Kik CEO Ted Livingston appears to be close to quitting the social messaging startup he founded in 2009 following news Monday that the app is shutting down.
In a misdirected message sent seemingly under the influence of alcohol, Livingston said he intends to leave the project, citing fears about its ongoing battles with U.S. regulators.
“Will, I know I’ve been drinking, but this ain’t the drink talking, I’m [fed] up with this shit,” he wrote.
The planned recipient of Livingston’s message is unclear, although in the text it’s suggested to be Kik board member William Mougayar. Mougayar could not be reached for comment.
“We’ll talk more in the morning about replacement, but i quit,” he said, adding:
“I have my ticket. I’m not going to jail for this.”
Livingston deleted the message after it was received by this reporter, who is also named Will. When asked to clarify his comments, Livingston replied “no comment.”
Livingston appeared to suggest there is ongoing talk as to who would continue operations following his departure.
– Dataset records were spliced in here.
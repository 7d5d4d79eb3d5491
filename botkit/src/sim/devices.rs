// shelby Copyright (c) 2023 Evan Overman (https://an-prata.it).
// Licensed under the MIT License.
// See LICENSE file in repository root for complete license text.

use crate::hardware::{
    motor::checked_power, ColorSensor, DcMotor, DeviceInterfaceModule, DeviceResult,
    DisconnectedSnafu, Direction, GyroSensor, HardwareDevice, RunMode, Servo, ZeroPowerBehavior,
};
use snafu::ensure;
use std::{cell::RefCell, rc::Rc};

/// Everything a [`SimMotor`] has been told.
#[derive(Clone, Debug, Default, PartialEq)]
pub struct MotorState {
    pub direction: Option<Direction>,
    pub power: f64,
    pub zero_power_behavior: Option<ZeroPowerBehavior>,

    /// Current mode, the last entry of `mode_history`.
    pub mode: Option<RunMode>,
    pub mode_history: Vec<RunMode>,
    pub position: i32,
    pub disconnected: bool,
}

#[derive(Clone, Debug)]
pub struct SimMotor {
    name: String,
    state: Rc<RefCell<MotorState>>,
}

impl SimMotor {
    #[must_use]
    pub fn new(name: &str) -> Self {
        Self {
            name: name.to_owned(),
            state: Rc::default(),
        }
    }

    #[must_use]
    pub fn name(&self) -> &str {
        &self.name
    }

    /// Snapshot of the motor's state.
    #[must_use]
    pub fn state(&self) -> MotorState {
        self.state.borrow().clone()
    }

    /// Makes every later command fail.
    pub fn disconnect(&self) {
        self.state.borrow_mut().disconnected = true;
    }

    /// Moves the encoder, only counted while in a mode using it.
    pub fn turn(&self, counts: i32) {
        let mut state = self.state.borrow_mut();

        if state.mode == Some(RunMode::RunUsingEncoder) {
            state.position += counts;
        }
    }

    fn connected(&self) -> DeviceResult<()> {
        ensure!(
            !self.state.borrow().disconnected,
            DisconnectedSnafu { name: &self.name }
        );
        Ok(())
    }
}

impl HardwareDevice for SimMotor {
    fn connection_info(&self) -> String {
        format!("sim://dc-motor/{}", self.name)
    }
}

impl DcMotor for SimMotor {
    fn set_direction(&mut self, direction: Direction) -> DeviceResult<()> {
        self.connected()?;
        self.state.borrow_mut().direction = Some(direction);
        Ok(())
    }

    fn set_power(&mut self, power: f64) -> DeviceResult<()> {
        self.connected()?;
        let power = checked_power(power)?;
        self.state.borrow_mut().power = power;
        Ok(())
    }

    fn set_zero_power_behavior(&mut self, behavior: ZeroPowerBehavior) -> DeviceResult<()> {
        self.connected()?;
        self.state.borrow_mut().zero_power_behavior = Some(behavior);
        Ok(())
    }

    fn set_mode(&mut self, mode: RunMode) -> DeviceResult<()> {
        self.connected()?;
        let mut state = self.state.borrow_mut();

        if mode == RunMode::StopAndResetEncoder {
            state.position = 0;
        }

        state.mode = Some(mode);
        state.mode_history.push(mode);
        Ok(())
    }

    fn current_position(&self) -> DeviceResult<i32> {
        self.connected()?;
        Ok(self.state.borrow().position)
    }
}

#[derive(Clone, Debug)]
pub struct SimServo {
    name: String,
    position: Rc<RefCell<Option<f64>>>,
}

impl SimServo {
    #[must_use]
    pub fn new(name: &str) -> Self {
        Self {
            name: name.to_owned(),
            position: Rc::default(),
        }
    }

    #[must_use]
    pub fn name(&self) -> &str {
        &self.name
    }

    /// Last commanded position, `None` if never commanded.
    #[must_use]
    pub fn position(&self) -> Option<f64> {
        *self.position.borrow()
    }
}

impl HardwareDevice for SimServo {
    fn connection_info(&self) -> String {
        format!("sim://servo/{}", self.name)
    }
}

impl Servo for SimServo {
    fn set_position(&mut self, position: f64) -> DeviceResult<()> {
        *self.position.borrow_mut() = Some(position.clamp(0f64, 1f64));
        Ok(())
    }
}

/// Everything a [`SimGyro`] has been told, plus its scripted behavior.
#[derive(Clone, Debug, Default, PartialEq, Eq)]
pub struct GyroState {
    pub integrated_z: i32,
    pub calibrate_calls: u32,
    pub integrator_resets: u32,
    pub calibrating: bool,

    /// Number of `is_calibrating` polls answered with `true` after each
    /// `calibrate`, `None` to never finish.
    pub calibration_polls: Option<u32>,
    polls_left: u32,
    pub disconnected: bool,
}

#[derive(Clone, Debug)]
pub struct SimGyro {
    name: String,
    state: Rc<RefCell<GyroState>>,
}

impl SimGyro {
    /// Gyro that finishes calibrating after three polls.
    #[must_use]
    pub fn new(name: &str) -> Self {
        let gyro = Self {
            name: name.to_owned(),
            state: Rc::default(),
        };

        gyro.state.borrow_mut().calibration_polls = Some(3);
        gyro
    }

    #[must_use]
    pub fn calibrating_for(self, polls: u32) -> Self {
        self.state.borrow_mut().calibration_polls = Some(polls);
        self
    }

    #[must_use]
    pub fn never_finishes(self) -> Self {
        self.state.borrow_mut().calibration_polls = None;
        self
    }

    pub fn set_integrated_z(&self, degrees: i32) {
        self.state.borrow_mut().integrated_z = degrees;
    }

    pub fn disconnect(&self) {
        self.state.borrow_mut().disconnected = true;
    }

    #[must_use]
    pub fn state(&self) -> GyroState {
        self.state.borrow().clone()
    }

    fn connected(&self) -> DeviceResult<()> {
        ensure!(
            !self.state.borrow().disconnected,
            DisconnectedSnafu { name: &self.name }
        );
        Ok(())
    }
}

impl HardwareDevice for SimGyro {
    fn connection_info(&self) -> String {
        format!("sim://gyro/{}", self.name)
    }
}

impl GyroSensor for SimGyro {
    fn calibrate(&mut self) -> DeviceResult<()> {
        self.connected()?;
        let mut state = self.state.borrow_mut();

        state.calibrate_calls += 1;
        state.calibrating = true;
        state.polls_left = state.calibration_polls.unwrap_or(0);
        Ok(())
    }

    fn is_calibrating(&self) -> DeviceResult<bool> {
        self.connected()?;
        let mut state = self.state.borrow_mut();

        if !state.calibrating {
            return Ok(false);
        }

        if state.calibration_polls.is_none() {
            return Ok(true);
        }

        if state.polls_left == 0 {
            state.calibrating = false;
            return Ok(false);
        }

        state.polls_left -= 1;
        Ok(true)
    }

    fn reset_z_axis_integrator(&mut self) -> DeviceResult<()> {
        self.connected()?;
        let mut state = self.state.borrow_mut();

        state.integrated_z = 0;
        state.integrator_resets += 1;
        Ok(())
    }

    fn integrated_z_value(&self) -> DeviceResult<i32> {
        self.connected()?;
        Ok(self.state.borrow().integrated_z)
    }
}

/// Everything a [`SimColor`] has been told.
#[derive(Clone, Debug, Default, PartialEq, Eq)]
pub struct ColorState {
    pub led: bool,
    pub led_history: Vec<bool>,
}

#[derive(Clone, Debug)]
pub struct SimColor {
    name: String,
    state: Rc<RefCell<ColorState>>,
}

impl SimColor {
    #[must_use]
    pub fn new(name: &str) -> Self {
        Self {
            name: name.to_owned(),
            state: Rc::default(),
        }
    }

    #[must_use]
    pub fn state(&self) -> ColorState {
        self.state.borrow().clone()
    }
}

impl HardwareDevice for SimColor {
    fn connection_info(&self) -> String {
        format!("sim://color-sensor/{}", self.name)
    }
}

impl ColorSensor for SimColor {
    fn enable_led(&mut self, enabled: bool) -> DeviceResult<()> {
        let mut state = self.state.borrow_mut();

        state.led = enabled;
        state.led_history.push(enabled);
        Ok(())
    }
}

#[derive(Clone, Debug)]
pub struct SimDim {
    name: String,
}

impl SimDim {
    #[must_use]
    pub fn new(name: &str) -> Self {
        Self {
            name: name.to_owned(),
        }
    }
}

impl HardwareDevice for SimDim {
    fn connection_info(&self) -> String {
        format!("sim://device-interface-module/{}", self.name)
    }
}

impl DeviceInterfaceModule for SimDim {}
The latest message shows a glaring division between Kik’s public language regarding the case and the palpable behind-the-scenes concern.
The Ontario-based Kik has been in a protracted battle with the U.S. Securities and Exchange Commission (SEC) over the company’s $100 million initial coin offering (ICO) in 2017. Claiming that dealing with the SEC had cost the company $5 million, Kik mounted a “Defend Crypto” crowdfunding campaign in May 2019 that garnered support from a handful of key players. However, a damning SEC complaint filed in June painted the company’s ICO as a last-ditch effort by Kik to stay afloat.
Earlier Monday, Kik announced the regulatory proceedings had taken their toll on the company and that its flagship messaging service would be shut down. Livingston announced that Kik plans to downsize to 19 core developers to continue the development of Kik’s native token, KIN.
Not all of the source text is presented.